Listed records section start

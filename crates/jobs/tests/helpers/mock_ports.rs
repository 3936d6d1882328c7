use async_trait::async_trait;
use cinder_dns_application::ports::{
    CacheMaintenancePort, ProbeOutcome, RefreshOutcome, StatsReadout, StatsSnapshot, SweepOutcome,
    UpstreamHealthPort,
};
use cinder_dns_domain::DomainError;
use std::sync::atomic::{AtomicU64, Ordering};
use std::sync::Arc;
use tokio::sync::RwLock;

pub struct MockCacheMaintenancePort {
    refresh_call_count: Arc<AtomicU64>,
    sweep_call_count: Arc<AtomicU64>,
    should_fail_refresh: Arc<RwLock<bool>>,
    should_fail_sweep: Arc<RwLock<bool>>,
    refresh_outcome: Arc<RwLock<RefreshOutcome>>,
    sweep_outcome: Arc<RwLock<SweepOutcome>>,
}

impl MockCacheMaintenancePort {
    pub fn new() -> Self {
        Self {
            refresh_call_count: Arc::new(AtomicU64::new(0)),
            sweep_call_count: Arc::new(AtomicU64::new(0)),
            should_fail_refresh: Arc::new(RwLock::new(false)),
            should_fail_sweep: Arc::new(RwLock::new(false)),
            refresh_outcome: Arc::new(RwLock::new(RefreshOutcome::default())),
            sweep_outcome: Arc::new(RwLock::new(SweepOutcome::default())),
        }
    }

    pub fn with_refresh_outcome(mut self, outcome: RefreshOutcome) -> Self {
        self.refresh_outcome = Arc::new(RwLock::new(outcome));
        self
    }

    pub fn with_sweep_outcome(mut self, outcome: SweepOutcome) -> Self {
        self.sweep_outcome = Arc::new(RwLock::new(outcome));
        self
    }

    pub fn refresh_call_count(&self) -> u64 {
        self.refresh_call_count.load(Ordering::Relaxed)
    }

    pub fn sweep_call_count(&self) -> u64 {
        self.sweep_call_count.load(Ordering::Relaxed)
    }

    pub async fn set_should_fail_refresh(&self, fail: bool) {
        *self.should_fail_refresh.write().await = fail;
    }

    pub async fn set_should_fail_sweep(&self, fail: bool) {
        *self.should_fail_sweep.write().await = fail;
    }
}

#[async_trait]
impl CacheMaintenancePort for MockCacheMaintenancePort {
    async fn run_refresh_cycle(&self) -> Result<RefreshOutcome, DomainError> {
        self.refresh_call_count.fetch_add(1, Ordering::Relaxed);
        if *self.should_fail_refresh.read().await {
            return Err(DomainError::IoError("mock refresh failure".into()));
        }
        Ok(self.refresh_outcome.read().await.clone())
    }

    async fn run_sweep_cycle(&self) -> Result<SweepOutcome, DomainError> {
        self.sweep_call_count.fetch_add(1, Ordering::Relaxed);
        if *self.should_fail_sweep.read().await {
            return Err(DomainError::IoError("mock sweep failure".into()));
        }
        Ok(self.sweep_outcome.read().await.clone())
    }
}

pub struct MockUpstreamHealthPort {
    probe_call_count: Arc<AtomicU64>,
    should_fail: Arc<RwLock<bool>>,
    outcome: Arc<RwLock<ProbeOutcome>>,
}

impl MockUpstreamHealthPort {
    pub fn new() -> Self {
        Self {
            probe_call_count: Arc::new(AtomicU64::new(0)),
            should_fail: Arc::new(RwLock::new(false)),
            outcome: Arc::new(RwLock::new(ProbeOutcome::default())),
        }
    }

    pub fn with_outcome(mut self, outcome: ProbeOutcome) -> Self {
        self.outcome = Arc::new(RwLock::new(outcome));
        self
    }

    pub fn probe_call_count(&self) -> u64 {
        self.probe_call_count.load(Ordering::Relaxed)
    }

    pub async fn set_should_fail(&self, fail: bool) {
        *self.should_fail.write().await = fail;
    }
}

#[async_trait]
impl UpstreamHealthPort for MockUpstreamHealthPort {
    async fn probe_cooled_down(&self) -> Result<ProbeOutcome, DomainError> {
        self.probe_call_count.fetch_add(1, Ordering::Relaxed);
        if *self.should_fail.read().await {
            return Err(DomainError::UpstreamUnavailable("mock probe failure".into()));
        }
        Ok(self.outcome.read().await.clone())
    }
}

pub struct MockStatsReadout {
    snapshot_call_count: Arc<AtomicU64>,
}

impl MockStatsReadout {
    pub fn new() -> Self {
        Self {
            snapshot_call_count: Arc::new(AtomicU64::new(0)),
        }
    }

    pub fn snapshot_call_count(&self) -> u64 {
        self.snapshot_call_count.load(Ordering::Relaxed)
    }
}

impl StatsReadout for MockStatsReadout {
    fn snapshot(&self) -> StatsSnapshot {
        self.snapshot_call_count.fetch_add(1, Ordering::Relaxed);
        StatsSnapshot {
            queries: 42,
            servfail_responses: 1,
            malformed_requests: 0,
            cache_size: 10,
            cache_hit_rate: 0.5,
        }
    }
}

Listed records section end

[What is expected]:
Reproduce every entry above exactly as it was written.

[Answer space]:
filename crates/jobs/tests/helpers/mock_ports.rs
repository 3936d6d1882328c7
use async_trait::async_trait;
use cinder_dns_application::ports::{
    CacheMaintenancePort, ProbeOutcome, RefreshOutcome, StatsReadout, StatsSnapshot, SweepOutcome,
    UpstreamHealthPort,
};
use cinder_dns_domain::DomainError;
use std::sync::atomic::{AtomicU64, Ordering};
use std::sync::Arc;
use tokio::sync::RwLock;

pub struct MockCacheMaintenancePort {
    refresh_call_count: Arc<AtomicU64>,
    sweep_call_count: Arc<AtomicU64>,
    should_fail_refresh: Arc<RwLock<bool>>,
    should_fail_sweep: Arc<RwLock<bool>>,
    refresh_outcome: Arc<RwLock<RefreshOutcome>>,
    sweep_outcome: Arc<RwLock<SweepOutcome>>,
}

impl MockCacheMaintenancePort {
    pub fn new() -> Self {
        Self {
            refresh_call_count: Arc::new(AtomicU64::new(0)),
            sweep_call_count: Arc::new(AtomicU64::new(0)),
            should_fail_refresh: Arc::new(RwLock::new(false)),
            should_fail_sweep: Arc::new(RwLock::new(false)),
            refresh_outcome: Arc::new(RwLock::new(RefreshOutcome::default())),
            sweep_outcome: Arc::new(RwLock::new(SweepOutcome::default())),
        }
    }

    pub fn with_refresh_outcome(mut self, outcome: RefreshOutcome) -> Self {
        self.refresh_outcome = Arc::new(RwLock::new(outcome));
        self
    }

    pub fn with_sweep_outcome(mut self, outcome: SweepOutcome) -> Self {
        self.sweep_outcome = Arc::new(RwLock::new(outcome));
        self
    }

    pub fn refresh_call_count(&self) -> u64 {
        self.refresh_call_count.load(Ordering::Relaxed)
    }

    pub fn sweep_call_count(&self) -> u64 {
        self.sweep_call_count.load(Ordering::Relaxed)
    }

    pub async fn set_should_fail_refresh(&self, fail: bool) {
        *self.should_fail_refresh.write().await = fail;
    }

    pub async fn set_should_fail_sweep(&self, fail: bool) {
        *self.should_fail_sweep.write().await = fail;
    }
}

#[async_trait]
impl CacheMaintenancePort for MockCacheMaintenancePort {
    async fn run_refresh_cycle(&self) -> Result<RefreshOutcome, DomainError> {
        self.refresh_call_count.fetch_add(1, Ordering::Relaxed);
        if *self.should_fail_refresh.read().await {
            return Err(DomainError::IoError("mock refresh failure".into()));
        }
        Ok(self.refresh_outcome.read().await.clone())
    }

    async fn run_sweep_cycle(&self) -> Result<SweepOutcome, DomainError> {
        self.sweep_call_count.fetch_add(1, Ordering::Relaxed);
        if *self.should_fail_sweep.read().await {
            return Err(DomainError::IoError("mock sweep failure".into()));
        }
        Ok(self.sweep_outcome.read().await.clone())
    }
}

pub struct MockUpstreamHealthPort {
    probe_call_count: Arc<AtomicU64>,
    should_fail: Arc<RwLock<bool>>,
    outcome: Arc<RwLock<ProbeOutcome>>,
}

impl MockUpstreamHealthPort {
    pub fn new() -> Self {
        Self {
            probe_call_count: Arc::new(AtomicU64::new(0)),
            should_fail: Arc::new(RwLock::new(false)),
            outcome: Arc::new(RwLock::new(ProbeOutcome::default())),
        }
    }

    pub fn with_outcome(mut self, outcome: ProbeOutcome) -> Self {
        self.outcome = Arc::new(RwLock::new(outcome));
        self
    }

    pub fn probe_call_count(&self) -> u64 {
        self.probe_call_count.load(Ordering::Relaxed)
    }

    pub async fn set_should_fail(&self, fail: bool) {
        *self.should_fail.write().await = fail;
    }
}

#[async_trait]
impl UpstreamHealthPort for MockUpstreamHealthPort {
    async fn probe_cooled_down(&self) -> Result<ProbeOutcome, DomainError> {
        self.probe_call_count.fetch_add(1, Ordering::Relaxed);
        if *self.should_fail.read().await {
            return Err(DomainError::UpstreamUnavailable("mock probe failure".into()));
        }
        Ok(self.outcome.read().await.clone())
    }
}

pub struct MockStatsReadout {
    snapshot_call_count: Arc<AtomicU64>,
}

impl MockStatsReadout {
    pub fn new() -> Self {
        Self {
            snapshot_call_count: Arc::new(AtomicU64::new(0)),
        }
    }

    pub fn snapshot_call_count(&self) -> u64 {
        self.snapshot_call_count.load(Ordering::Relaxed)
    }
}

impl StatsReadout for MockStatsReadout {
    fn snapshot(&self) -> StatsSnapshot {
        self.snapshot_call_count.fetch_add(1, Ordering::Relaxed);
        StatsSnapshot {
            queries: 42,
            servfail_responses: 1,
            malformed_requests: 0,
            cache_size: 10,
            cache_hit_rate: 0.5,
        }
    }
}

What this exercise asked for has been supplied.